# Samick SKB experience



## JINKSTER (Mar 19, 2011)

I'm trying to envision a $169, 60# horse bow, only 50"s long, being drawn to 30"s...and I can't....I think your 30" Draw Length would be far better served with a longbow and if you wish to shoot thumb rings?....Bearpaw makes the "Twin Bow" dual shelf longbow (that can be shot off either side) for a very reasonable price and LAS carries those as well.


----------



## iswandy (Aug 18, 2007)

Not sure mate, but SKB is Traditional Korean bow and if you see how they shooting, most is behind their ear and average of 32" draw length. I just try to learn their shooting style. Yes I do use thumb ring since beginning. My actual draw length with compound bow is 27", but since I bought this Samick SKB, I also want to learn their shooting technique and go for 30" DL. What I like about it: I don't need to cut my arrow shaft


----------



## Stone Bridge (May 20, 2013)

Have always thought it was a lousy design prone to breakage and overly difficult to shoot. I have seen other horse bows break in the same place yours did. Too much stress on those short overly curved limbs.

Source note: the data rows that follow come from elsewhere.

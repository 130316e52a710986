//! 数据搬运热路径基准：无过滤器端点的单跳写与读缓冲消费。

use criterion::{Criterion, criterion_group, criterion_main};
use std::hint::black_box;
use std::sync::Arc;

use lamina_core::aux::AuxTags;
use lamina_core::buffer::ReadBuf;
use lamina_core::endpoint::{Endpoint, EndpointConfig, EndpointHandler};
use lamina_core::error::CoreError;
use lamina_core::fd::{FdLl, FdLlConfig};
use lamina_core::test_stubs::{DoneRecord, LoopRuntime, PipeDriver, as_os_funcs};

struct SinkHandler;

impl EndpointHandler for SinkHandler {
    fn read(&self, _err: Option<&CoreError>, buf: &[u8], _aux: &AuxTags) -> usize {
        buf.len()
    }

    fn write_ready(&self) {}
}

fn bench_endpoint_write(c: &mut Criterion) {
    let rt = LoopRuntime::new();
    let (a, b) = rt.pipe();
    let ll = FdLl::alloc(
        as_os_funcs(&rt),
        PipeDriver::new(a),
        None,
        FdLlConfig::default(),
    )
    .unwrap();
    let endpoint = Endpoint::alloc(
        as_os_funcs(&rt),
        ll,
        None,
        Some(Arc::new(SinkHandler)),
        EndpointConfig::default(),
    )
    .unwrap();
    let open = DoneRecord::new();
    endpoint.open(open.open_done()).unwrap();
    rt.run_until_idle();
    assert!(open.fired());

    let payload = vec![0x5a_u8; 4096];
    c.bench_function("endpoint_write_4k", |bench| {
        bench.iter(|| {
            let n = endpoint
                .write(&[black_box(payload.as_slice())], &AuxTags::empty())
                .unwrap();
            black_box(n);
            rt.drain_incoming(b);
        });
    });
}

fn bench_read_buf_cycle(c: &mut Criterion) {
    let mut buf = ReadBuf::new(4096);
    let payload = vec![0x33_u8; 4096];
    c.bench_function("read_buf_fill_consume_4k", |bench| {
        bench.iter(|| {
            buf.fill(|dst| {
                dst[..payload.len()].copy_from_slice(&payload);
                Ok(payload.len())
            })
            .unwrap();
            while !buf.is_empty() {
                black_box(buf.unread());
                buf.consume(1024);
            }
        });
    });
}

criterion_group!(benches, bench_endpoint_write, bench_read_buf_cycle);
criterion_main!(benches);
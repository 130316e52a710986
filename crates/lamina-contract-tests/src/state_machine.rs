//! 状态机主题：端点生命周期不变量与同步拒绝语义。

use std::sync::Arc;

use crate::case::{TckCase, TckSuite};
use crate::support::{
    SeqHandler, loopback, no_filter, open_both, seq_entries, seq_log, seq_open_done,
};

use lamina_core::aux::AuxTags;
use lamina_core::endpoint::{Endpoint, EndpointConfig};
use lamina_core::error::codes;
use lamina_core::fd::{FdLl, FdLlConfig};
use lamina_core::test_stubs::{DoneRecord, LoopRuntime, PipeDriver, as_os_funcs};

const CASES: &[TckCase] = &[
    TckCase {
        name: "write_before_open_returns_not_ready",
        test: write_before_open_returns_not_ready,
    },
    TckCase {
        name: "second_open_is_rejected",
        test: second_open_is_rejected,
    },
    TckCase {
        name: "open_done_precedes_first_read",
        test: open_done_precedes_first_read,
    },
    TckCase {
        name: "close_done_fires_exactly_once_after_reads",
        test: close_done_fires_exactly_once_after_reads,
    },
    TckCase {
        name: "close_after_failed_open_returns_not_ready",
        test: close_after_failed_open_returns_not_ready,
    },
    TckCase {
        name: "double_read_enable_is_idempotent",
        test: double_read_enable_is_idempotent,
    },
];

const SUITE: TckSuite = TckSuite {
    name: "state_machine",
    cases: CASES,
};

/// 返回"状态机"主题的测试套件。
pub(crate) const fn suite() -> &'static TckSuite {
    &SUITE
}

/// 新分配端点上的写必须同步拒绝，且没有字节穿过下层。
fn write_before_open_returns_not_ready() {
    let fix = loopback(&no_filter);
    let err = fix
        .client
        .write(&[b"early"], &AuxTags::empty())
        .unwrap_err();
    assert_eq!(err.code(), codes::NOT_READY);
    fix.rt.run_until_idle();
    assert!(
        fix.rt.drain_incoming(fix.server_fd).is_empty(),
        "未打开的端点不得向下层漏字节"
    );
}

/// 同一端点同一时刻只允许一个在途打开。
fn second_open_is_rejected() {
    let fix = loopback(&no_filter);
    open_both(&fix);
    let done = DoneRecord::new();
    let err = fix.client.open(done.open_done()).unwrap_err();
    assert_eq!(err.code(), codes::NOT_READY);
    assert_eq!(done.count(), 0, "被拒绝的打开不得触发 done");
}

/// open_done 先于任何读事件。
fn open_done_precedes_first_read() {
    let fix = loopback(&no_filter);
    let log = seq_log();
    fix.client.set_handler(SeqHandler::new(Arc::clone(&log)));

    // 先把数据排进客户端的管道，再打开并立即使能读。
    fix.rt.inject_incoming(fix.client_fd, b"early bytes");
    fix.client
        .open(seq_open_done(&log, "open"))
        .expect("open accepted");
    fix.client.set_read_enabled(true);
    fix.rt.run_until_idle();

    let entries = seq_entries(&log);
    assert!(!entries.is_empty());
    assert_eq!(entries[0], "open:ok", "读事件不得先于 open_done: {entries:?}");
    assert!(entries[1..].iter().any(|e| e.starts_with("read:")));
}

/// close_done 恰好一次，且晚于全部读事件；第二个关闭被同步拒绝。
fn close_done_fires_exactly_once_after_reads() {
    let fix = loopback(&no_filter);
    open_both(&fix);
    fix.client.set_read_enabled(true);
    fix.server.write(&[b"payload"], &AuxTags::empty()).unwrap();

    let close = DoneRecord::new();
    fix.client.close(close.close_done()).unwrap();
    let second = fix.client.close(DoneRecord::new().close_done());
    assert_eq!(second.unwrap_err().code(), codes::NOT_READY);

    fix.rt.run_until_idle();
    assert_eq!(close.count(), 1, "close_done 必须恰好一次");
}

/// 打开同步失败后端点保持干净；补一刀 close 仍然返回 not_ready。
fn close_after_failed_open_returns_not_ready() {
    let rt = LoopRuntime::new();
    // accepted 驱动没有句柄可交，sub_open 必然失败。
    let ll = FdLl::alloc(
        as_os_funcs(&rt),
        PipeDriver::accepted(&rt),
        None,
        FdLlConfig::default(),
    )
    .unwrap();
    let endpoint = Endpoint::alloc(as_os_funcs(&rt), ll, None, None, EndpointConfig::default())
        .unwrap();

    let done = DoneRecord::new();
    assert!(endpoint.open(done.open_done()).is_err());
    assert_eq!(done.count(), 0);

    let close = DoneRecord::new();
    let err = endpoint.close(close.close_done()).unwrap_err();
    assert_eq!(err.code(), codes::NOT_READY);
    rt.run_until_idle();
    assert_eq!(close.count(), 0);
}

/// 重复使能读与一次使能等效：缓冲数据只投递一遍。
fn double_read_enable_is_idempotent() {
    let fix = loopback(&no_filter);
    open_both(&fix);
    fix.server.write(&[b"once"], &AuxTags::empty()).unwrap();

    fix.client.set_read_enabled(true);
    fix.client.set_read_enabled(true);
    fix.rt.run_until_idle();

    assert_eq!(fix.client_events.collected_data(), b"once");
}
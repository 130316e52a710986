//! 取消主题：关闭抢占在途打开，以及握手截止时间。

use std::sync::Arc;
use std::time::Duration;

use crate::case::{TckCase, TckSuite};
use crate::support::{
    StallFilter, loopback_with, seq_close_done, seq_entries, seq_log, seq_open_done,
};

use lamina_core::aux::AuxTags;
use lamina_core::endpoint::{Endpoint, EndpointConfig};
use lamina_core::error::codes;
use lamina_core::fd::{FdLl, FdLlConfig};
use lamina_core::filter::Filter;
use lamina_core::test_stubs::{DoneRecord, LoopRuntime, PipeDriver, as_os_funcs};

const CASES: &[TckCase] = &[
    TckCase {
        name: "close_preempts_inflight_open",
        test: close_preempts_inflight_open,
    },
    TckCase {
        name: "handshake_deadline_aborts_open",
        test: handshake_deadline_aborts_open,
    },
    TckCase {
        name: "write_during_handshake_is_rejected",
        test: write_during_handshake_is_rejected,
    },
];

const SUITE: TckSuite = TckSuite {
    name: "cancellation",
    cases: CASES,
};

/// 返回"取消"主题的测试套件。
pub(crate) const fn suite() -> &'static TckSuite {
    &SUITE
}

/// 关闭抢占在途打开：open_done 以 CANCELLED 先收尾，close_done 随后。
fn close_preempts_inflight_open() {
    let rt = LoopRuntime::new();
    let (a, _b) = rt.pipe();
    let ll = FdLl::alloc(
        as_os_funcs(&rt),
        PipeDriver::with_async_connect(a),
        None,
        FdLlConfig::default(),
    )
    .unwrap();
    let endpoint = Endpoint::alloc(as_os_funcs(&rt), ll, None, None, EndpointConfig::default())
        .unwrap();

    let log = seq_log();
    endpoint.open(seq_open_done(&log, "open")).unwrap();
    endpoint.close(seq_close_done(&log, "close")).unwrap();
    rt.run_until_idle();

    assert_eq!(
        seq_entries(&log),
        ["open:endpoint.cancelled", "close:ok"],
        "open_done(CANCELLED) 必须先于 close_done"
    );
}

/// 过滤器一直要求重试时，打开在总截止时间耗尽后以 TIMEDOUT 收场，
/// 下层被内部关闭。
fn handshake_deadline_aborts_open() {
    let stall = || -> Option<Arc<dyn Filter>> { Some(StallFilter::new(Duration::from_millis(100))) };
    let fix = loopback_with(
        &stall,
        FdLlConfig::default(),
        EndpointConfig::default().with_handshake_timeout(Some(Duration::from_millis(350))),
    );

    let done = DoneRecord::new();
    fix.client.open(done.open_done()).unwrap();
    fix.rt.run_until_idle();
    assert_eq!(done.count(), 0, "截止时间之前不得失败");

    for _ in 0..4 {
        fix.rt.advance(Duration::from_millis(100));
    }
    assert_eq!(done.count(), 1);
    assert_eq!(done.last_code(), Some(codes::TIMED_OUT));

    // 中止路径内部已经关过下层：用户的 close 只能得到 not_ready。
    let close = DoneRecord::new();
    let err = fix.client.close(close.close_done()).unwrap_err();
    assert_eq!(err.code(), codes::NOT_READY);
}

/// 握手期间端点对用户而言尚未打开，写被同步拒绝。
fn write_during_handshake_is_rejected() {
    let stall = || -> Option<Arc<dyn Filter>> { Some(StallFilter::new(Duration::from_millis(50))) };
    let fix = loopback_with(
        &stall,
        FdLlConfig::default(),
        EndpointConfig::default(),
    );
    let done = DoneRecord::new();
    fix.client.open(done.open_done()).unwrap();

    let err = fix
        .client
        .write(&[b"too soon"], &AuxTags::empty())
        .unwrap_err();
    assert_eq!(err.code(), codes::NOT_READY);
}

Others will disagree but you rarely see this type of bow used for a reason.


----------



## warthog12 (Jul 3, 2014)

Most horse bows were originally in the 30# range. I've heard of these problems with the higher weight bows. The lighter weight was because of shooting sitting on a horse which doesn't lend its self to heavy bows. Seems like it's not a heavy bow design.


----------



## ranchoarcher (Sep 26, 2013)

Where was it actually made? Samick is Korean and their domestically produced bows are generally pretty good. However, some of their line is produced in China and my experience with Chinese made bows has been 100% bad. The two I had broke inside a very short time. One, the riser snapped in half and the replacement started developing cracks in the riser and I stopped using it before I got the big surprise at full draw. I've got a 45lb samick devastator that's held up quite well and a samick Athlete and a few sets of the better samick limbs between 30 and 42 lbs that are quite good. I'd avoid anything with a made in china sticker, especially when the draw weight is kind of heavy.. You might want to consider Hoyt or tradtech. I've got a 45lb dorado, 40lb tiburon, and 50lb buffalo. The Titan III is also excellent. For hunting, the dorado or devastator are my first picks.


----------



## Stone Bridge (May 20, 2013)

Just about all the low to middle-priced Samick limbs and risers are made in China. Including the Athlete line. I find the Chinese-made SF line of economy limbs to be a great value. Equal to Hoyt and half the price.


----------



## ranchoarcher (Sep 26, 2013)

Maybe the new athlete line is but what I have didn't have the made in china stickers on it. The sage is now along with some others. I've shot SF limbs made there and they don't hold a candle to Hoyt. Beside, for the extra few bucks you might avoid this.


----------



## Stone Bridge (May 20, 2013)

rancher, that is exciting looking. I've never owned a wooden riser bow. I started on a 25" alloy Olympic years ago.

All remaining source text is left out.